CHERYL K. PLILER, WARDEN, PETITIONER v.
RICHARD HERMAN FORD
[June 21, 2004]
Justice Ginsburg, with whom Justice Breyer joins, dissenting.
The three options the Magistrate Judge gave respondent, see ante, at 2, did not include the three-step stay and abeyance procedure described ante, at 4-5. Under that procedure: (1) unexhausted claims are dismissed from the federal petition; (2) exhausted claims are retained in federal court, but are stayed pending exhaustion in state court of the dismissed unexhausted claims; and (3) post-exhaustion in state court, the original federal petition is amended to reinstate the now exhausted claims, which are then deemed to relate back to the initial filing.1 The Court today does not "addres[s] the propriety of this stay-and-abeyance procedure." Ante, at 5. But that unaddressed issue seems to me pivotal. If the stay and abeyance procedure was a choice respondent could have made, then the Magistrate Judge erred in failing to inform respondent of that option. While I do not suggest that clear statement of the options available to respondent must be augmented by "advisements," ante, at 8, I would not defer, as the Court does, the question at the core of this case.2
Furthermore, as this Court recognizes, ante, at 1, respondent filed his habeas petitions "five days before [the termination of AEDPA's] 1-year statute of limitations." Thus, any new petition by respondent would have been time barred even before the Magistrate Judge dismissed respondent's original petitions.
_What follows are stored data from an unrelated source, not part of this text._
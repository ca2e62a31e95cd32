//! The value types that flow through the managed channels.
//!
//! A [`Request`] is an HTTP request annotated with its crawl depth (the seed
//! is depth 0). A [`Response`] is the fully buffered result of executing one:
//! the downloader reads the whole body into memory before the response enters
//! the response channel, so any number of parsers can read it without
//! consuming a shared stream. [`Item`] is the loosely-typed record parsers
//! extract, and [`Data`] is the tagged output an analyzer hands back to the
//! scheduler for dispatch.

use std::collections::HashMap;

use bytes::Bytes;
use reqwest::header::HeaderMap;
use reqwest::StatusCode;
use url::Url;

/// An HTTP request scheduled for download, carrying its crawl depth.
#[derive(Debug)]
pub struct Request {
    http_req: reqwest::Request,
    depth: u32,
}

impl Request {
    pub fn new(http_req: reqwest::Request, depth: u32) -> Self {
        Request { http_req, depth }
    }

    pub fn http_req(&self) -> &reqwest::Request {
        &self.http_req
    }

    pub fn url(&self) -> &Url {
        self.http_req.url()
    }

    pub fn depth(&self) -> u32 {
        self.depth
    }

    /// Rebuilds the request at a different depth, keeping the HTTP request.
    pub fn with_depth(self, depth: u32) -> Self {
        Request {
            http_req: self.http_req,
            depth,
        }
    }

    pub(crate) fn into_http_req(self) -> reqwest::Request {
        self.http_req
    }
}

/// A downloaded page with its body buffered in memory.
#[derive(Debug, Clone)]
pub struct Response {
    url: Url,
    status: StatusCode,
    headers: HeaderMap,
    body: Bytes,
    depth: u32,
}

impl Response {
    pub fn new(url: Url, status: StatusCode, headers: HeaderMap, body: Bytes, depth: u32) -> Self {
        Response {
            url,
            status,
            headers,
            body,
            depth,
        }
    }

    /// The final URL of the response, after any redirects.
    pub fn url(&self) -> &Url {
        &self.url
    }

    pub fn status(&self) -> StatusCode {
        self.status
    }

    pub fn headers(&self) -> &HeaderMap {
        &self.headers
    }

    pub fn body(&self) -> &Bytes {
        &self.body
    }

    /// Depth carried over from the request that produced this response.
    pub fn depth(&self) -> u32 {
        self.depth
    }
}

/// A scraped record: string keys mapped to opaque values.
pub type Item = HashMap<String, serde_json::Value>;

/// Output of a response parser, dispatched by the scheduler on its tag:
/// requests go through the admission filter into the cache, items go to the
/// item pipeline.
#[derive(Debug)]
pub enum Data {
    Request(Request),
    Item(Item),
}
//! A "prelude" for embedders of the `crawl-core` crate.
//!
//! Re-exports the types needed to configure, start, and monitor a crawl.
//!
//! # Example
//!
//! ```
//! use crawl_core::prelude::*;
//! ```

pub use crate::{
    // Core types
    Scheduler,
    monitoring,
    // Startup arguments
    ChannelArgs,
    PoolArgs,
    // Embedder-supplied callables
    GenHttpClient,
    ParseResponse,
    ProcessItem,
    Record,
    // Data flowing through the crawl
    Data,
    Item,
    Request,
    Response,
    // Errors
    CrawlerError,
    ErrorKind,
};
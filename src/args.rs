//! Startup argument blocks for the scheduler.
//!
//! Both containers validate themselves with [`ChannelArgs::check`] /
//! [`PoolArgs::check`] before the scheduler builds any component from them,
//! so a zero capacity is rejected synchronously at `start` instead of
//! surfacing later as a stalled channel or an empty pool.

use std::fmt;

use anyhow::{bail, Result};

/// Capacities of the four managed channels.
#[derive(Debug, Clone, Copy, PartialEq, Eq)]
pub struct ChannelArgs {
    req_chan_len: usize,
    resp_chan_len: usize,
    item_chan_len: usize,
    error_chan_len: usize,
}

impl ChannelArgs {
    pub fn new(
        req_chan_len: usize,
        resp_chan_len: usize,
        item_chan_len: usize,
        error_chan_len: usize,
    ) -> Self {
        ChannelArgs {
            req_chan_len,
            resp_chan_len,
            item_chan_len,
            error_chan_len,
        }
    }

    pub fn req_chan_len(&self) -> usize {
        self.req_chan_len
    }

    pub fn resp_chan_len(&self) -> usize {
        self.resp_chan_len
    }

    pub fn item_chan_len(&self) -> usize {
        self.item_chan_len
    }

    pub fn error_chan_len(&self) -> usize {
        self.error_chan_len
    }

    /// All four capacities must be positive.
    pub fn check(&self) -> Result<()> {
        if self.req_chan_len == 0 {
            bail!("the request channel capacity can not be 0");
        }
        if self.resp_chan_len == 0 {
            bail!("the response channel capacity can not be 0");
        }
        if self.item_chan_len == 0 {
            bail!("the item channel capacity can not be 0");
        }
        if self.error_chan_len == 0 {
            bail!("the error channel capacity can not be 0");
        }
        Ok(())
    }
}

impl fmt::Display for ChannelArgs {
    fn fmt(&self, f: &mut fmt::Formatter<'_>) -> fmt::Result {
        write!(
            f,
            "{{reqChanLen:{}, respChanLen:{}, itemChanLen:{}, errorChanLen:{}}}",
            self.req_chan_len, self.resp_chan_len, self.item_chan_len, self.error_chan_len
        )
    }
}

/// Sizes of the two worker pools.
#[derive(Debug, Clone, Copy, PartialEq, Eq)]
pub struct PoolArgs {
    page_downloader_pool_size: u32,
    analyzer_pool_size: u32,
}

impl PoolArgs {
    pub fn new(page_downloader_pool_size: u32, analyzer_pool_size: u32) -> Self {
        PoolArgs {
            page_downloader_pool_size,
            analyzer_pool_size,
        }
    }

    pub fn page_downloader_pool_size(&self) -> u32 {
        self.page_downloader_pool_size
    }

    pub fn analyzer_pool_size(&self) -> u32 {
        self.analyzer_pool_size
    }

    /// Both pool sizes must be positive.
    pub fn check(&self) -> Result<()> {
        if self.page_downloader_pool_size == 0 {
            bail!("the page downloader pool size can not be 0");
        }
        if self.analyzer_pool_size == 0 {
            bail!("the analyzer pool size can not be 0");
        }
        Ok(())
    }
}

impl fmt::Display for PoolArgs {
    fn fmt(&self, f: &mut fmt::Formatter<'_>) -> fmt::Result {
        write!(
            f,
            "{{pageDownloaderPoolSize:{}, analyzerPoolSize:{}}}",
            self.page_downloader_pool_size, self.analyzer_pool_size
        )
    }
}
Given that undisputed fact, the Magistrate Judge's characterization of the dismissal orders as "without prejudice" seems to me highly misleading.
Because the Court disposes of this case without confronting the above-described ripe issues, I dissent. Although my reasons differ from those stated in the Ninth Circuit's opinion, I would affirm the Ninth Circuit's judgment to the extent that it vacated the District Court's dismissal of Ford's second petitions.